Waste Picker Organization

In the 1990s, the waste-collectors organizations focused on how to improve their working and living conditions by demanding social and legal recognition of their significant contributions to society and the environment. However, in the last decade the sector has seen the emergence of serious threats to its mere existence. By ignoring the informal recycling sector, the public authorities have failed to design waste management policies that could formalize (and reinforce) its contributions, apart from improving waste pickers' conditions. Instead, they have opted for untested strategies that directly compete with them, such as privatization and waste-to-energy plants, particularly in their vertical integrated form from door-to-door collection to final disposal. Nowadays the actual priority of the informal recycling sector is simply not to lose access to the waste resources on which livelihoods depend.
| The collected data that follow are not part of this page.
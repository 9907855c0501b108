//! Environmental Sensing attribute layout and fixed-point codecs.
//!
//! ```text
//! Primary service 0x181A
//! ├── Temperature 0x2A6E  read | notify   sint16, 0.01 °C
//! │   ├── CCC      0x2902
//! │   └── Format   0x2904  {0x0E, -2, 0x272F, 0x01, 0x0106}
//! └── Humidity    0x2A6F  read | notify   uint16, 0.01 %
//!     ├── CCC      0x2902
//!     └── Format   0x2904  {0x06, -2, 0x27AD, 0x01, 0x0106}
//! ```
//!
//! Range validation lives here and is applied at the write boundary only.

use core::fmt;
use core::sync::atomic::{AtomicBool, Ordering};

use crate::error::ServiceError;

pub const ENVIRONMENTAL_SENSING_SERVICE: u16 = 0x181A;
pub const TEMPERATURE_UUID: u16 = 0x2A6E;
pub const HUMIDITY_UUID: u16 = 0x2A6F;
pub const CLIENT_CONFIG_UUID: u16 = 0x2902;
pub const PRESENTATION_FORMAT_UUID: u16 = 0x2904;

/// Client-configuration bit enabling notifications.
pub const CCC_NOTIFY: u16 = 0x0001;

pub const TEMPERATURE_MIN_C: f32 = -20.0;
pub const TEMPERATURE_MAX_C: f32 = 125.0;
pub const HUMIDITY_MIN_PCT: f32 = 0.0;
pub const HUMIDITY_MAX_PCT: f32 = 100.0;

/// The two readable/notifiable characteristics of the service.
#[derive(Debug, Clone, Copy, PartialEq, Eq)]
pub enum Characteristic {
    Temperature,
    Humidity,
}

impl Characteristic {
    pub const ALL: [Self; 2] = [Self::Temperature, Self::Humidity];

    pub fn uuid(self) -> u16 {
        match self {
            Self::Temperature => TEMPERATURE_UUID,
            Self::Humidity => HUMIDITY_UUID,
        }
    }

    pub fn from_uuid(uuid: u16) -> Option<Self> {
        match uuid {
            TEMPERATURE_UUID => Some(Self::Temperature),
            HUMIDITY_UUID => Some(Self::Humidity),
            _ => None,
        }
    }

    pub fn presentation_format(self) -> PresentationFormat {
        match self {
            Self::Temperature => TEMPERATURE_FORMAT,
            Self::Humidity => HUMIDITY_FORMAT,
        }
    }
}

impl fmt::Display for Characteristic {
    fn fmt(&self, f: &mut fmt::Formatter<'_>) -> fmt::Result {
        match self {
            Self::Temperature => write!(f, "temperature"),
            Self::Humidity => write!(f, "humidity"),
        }
    }
}

// ── Presentation format descriptor ───────────────────────────

/// Characteristic Presentation Format descriptor value (0x2904).
#[derive(Debug, Clone, Copy, PartialEq, Eq)]
pub struct PresentationFormat {
    pub format: u8,
    pub exponent: i8,
    pub unit: u16,
    pub namespace: u8,
    pub description: u16,
}

const FORMAT_SINT16: u8 = 0x0E;
const FORMAT_UINT16: u8 = 0x06;
const UNIT_DEGREE_CELSIUS: u16 = 0x272F;
const UNIT_PERCENTAGE: u16 = 0x27AD;
const NAMESPACE_SIG: u8 = 0x01;
const DESCRIPTION_INTERNAL: u16 = 0x0106;

pub const TEMPERATURE_FORMAT: PresentationFormat = PresentationFormat {
    format: FORMAT_SINT16,
    exponent: -2,
    unit: UNIT_DEGREE_CELSIUS,
    namespace: NAMESPACE_SIG,
    description: DESCRIPTION_INTERNAL,
};

pub const HUMIDITY_FORMAT: PresentationFormat = PresentationFormat {
    format: FORMAT_UINT16,
    exponent: -2,
    unit: UNIT_PERCENTAGE,
    namespace: NAMESPACE_SIG,
    description: DESCRIPTION_INTERNAL,
};

impl PresentationFormat {
    /// Descriptor value as stored in the attribute table (little-endian).
    pub fn to_bytes(&self) -> [u8; 7] {
        let unit = self.unit.to_le_bytes();
        let desc = self.description.to_le_bytes();
        [
            self.format,
            self.exponent as u8,
            unit[0],
            unit[1],
            self.namespace,
            desc[0],
            desc[1],
        ]
    }
}

// ── Codecs ───────────────────────────────────────────────────

/// °C to 0.01 °C units. Rejects NaN and anything outside [-20, 125].
pub fn encode_temperature(celsius: f32) -> Result<i16, ServiceError> {
    if !(TEMPERATURE_MIN_C..=TEMPERATURE_MAX_C).contains(&celsius) {
        return Err(ServiceError::OutOfRange);
    }
    Ok((celsius * 100.0).round() as i16)
}

pub fn decode_temperature(raw: i16) -> f32 {
    f32::from(raw) / 100.0
}

/// %RH to 0.01 % units. Rejects NaN and anything outside [0, 100].
pub fn encode_humidity(percent: f32) -> Result<u16, ServiceError> {
    if !(HUMIDITY_MIN_PCT..=HUMIDITY_MAX_PCT).contains(&percent) {
        return Err(ServiceError::OutOfRange);
    }
    Ok((percent * 100.0).round() as u16)
}

pub fn decode_humidity(raw: u16) -> f32 {
    f32::from(raw) / 100.0
}

// ── Notification subscriptions ───────────────────────────────

/// Per-characteristic notification enable, written by the peer through
/// the client-configuration descriptor.
#[derive(Debug, Default)]
pub struct Subscriptions {
    temperature: AtomicBool,
    humidity: AtomicBool,
}

impl Subscriptions {
    pub const fn new() -> Self {
        Self {
            temperature: AtomicBool::new(false),
            humidity: AtomicBool::new(false),
        }
    }

    fn flag(&self, characteristic: Characteristic) -> &AtomicBool {
        match characteristic {
            Characteristic::Temperature => &self.temperature,
            Characteristic::Humidity => &self.humidity,
        }
    }

    /// Apply a client-configuration write. Returns the new enable state.
    pub fn set(&self, characteristic: Characteristic, ccc_value: u16) -> bool {
        let enabled = ccc_value & CCC_NOTIFY != 0;
        self.flag(characteristic).store(enabled, Ordering::Release);
        enabled
    }

    pub fn is_enabled(&self, characteristic: Characteristic) -> bool {
        self.flag(characteristic).load(Ordering::Acquire)
    }

    /// Link dropped: the peer must subscribe again on the next connection.
    pub fn clear(&self) {
        self.temperature.store(false, Ordering::Release);
        self.humidity.store(false, Ordering::Release);
    }
}

#[cfg(test)]
mod tests {
    use super::*;

    #[test]
    fn presentation_format_bytes() {
        assert_eq!(
            TEMPERATURE_FORMAT.to_bytes(),
            [0x0E, 0xFE, 0x2F, 0x27, 0x01, 0x06, 0x01]
        );
        assert_eq!(
            HUMIDITY_FORMAT.to_bytes(),
            [0x06, 0xFE, 0xAD, 0x27, 0x01, 0x06, 0x01]
        );
    }

    #[test]
    fn temperature_rounds_to_nearest_hundredth() {
        assert_eq!(encode_temperature(23.456), Ok(2346));
        assert_eq!(encode_temperature(-20.0), Ok(-2000));
        assert_eq!(encode_temperature(125.0), Ok(12500));
        assert_eq!(encode_temperature(-0.004), Ok(0));
    }

    #[test]
    fn rejects_out_of_range_and_nan() {
        assert_eq!(encode_temperature(-20.01), Err(ServiceError::OutOfRange));
        assert_eq!(encode_temperature(f32::NAN), Err(ServiceError::OutOfRange));
        assert_eq!(encode_humidity(-1.0), Err(ServiceError::OutOfRange));
        assert_eq!(encode_humidity(100.5), Err(ServiceError::OutOfRange));
        assert_eq!(encode_humidity(f32::INFINITY), Err(ServiceError::OutOfRange));
    }

    #[test]
    fn humidity_bounds() {
        assert_eq!(encode_humidity(0.0), Ok(0));
        assert_eq!(encode_humidity(45.0), Ok(4500));
        assert_eq!(encode_humidity(100.0), Ok(10000));
    }

    #[test]
    fn subscriptions_follow_ccc_writes() {
        let subs = Subscriptions::new();
        assert!(!subs.is_enabled(Characteristic::Temperature));

        assert!(subs.set(Characteristic::Temperature, CCC_NOTIFY));
        assert!(subs.is_enabled(Characteristic::Temperature));
        assert!(!subs.is_enabled(Characteristic::Humidity));

        // Indicate-only does not enable notifications.
        assert!(!subs.set(Characteristic::Humidity, 0x0002));

        subs.clear();
        assert!(!subs.is_enabled(Characteristic::Temperature));
    }

    #[test]
    fn uuid_lookup() {
        for c in Characteristic::ALL {
            assert_eq!(Characteristic::from_uuid(c.uuid()), Some(c));
        }
        assert_eq!(Characteristic::from_uuid(0x2A19), None);
    }
}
Local waste pickers’ organizations (like the AIKMM, Chintan and Safai Sena) actively fight on the ground against these threats.

Current Central Issues

The local public bodies have declared Delhi to be under a waste crisis (8,000 tons per day): waste is lying everywhere, existing landfills are overwhelmed and new locations are difficult to find.Officially, the crisis is a management failure, mainly a technical problem. So, in response to the local bodies' inefficiency, the doors have been opened for the private companies to enter the sector and solve the problems. Since 2005, contracts have been granted to private companies first for collection and transportation, second for waste-to-energy incinerators at three plants.Simultaneously, a socio-environmental conflict has emerged: Delhi Waste Wars. Local public bodies intend to first solve the collection failure by privatizing, and second, they intend to burn the waste to reduce its volume (and therefore the need for new landfills). Waste recycling workers are concerned about the potential loss of their livelihood, which depends on the access to recyclable materials. Local residents are worried about the toxic emissions from the incineration plants and their consequences to health. Environmentalists wants to avoid pollution and ensure the highest possible recycling rates. Residents, workers and environmentalists, sometimes allied, have opposed the official policies and propose alternatives, like decentralized waste management. In other words, the different actors engage in a contentious process deploying different valuation languages (livelihood, cleanliness, efficiency, beautifulness, environment) to impose their representation of reality and solutions.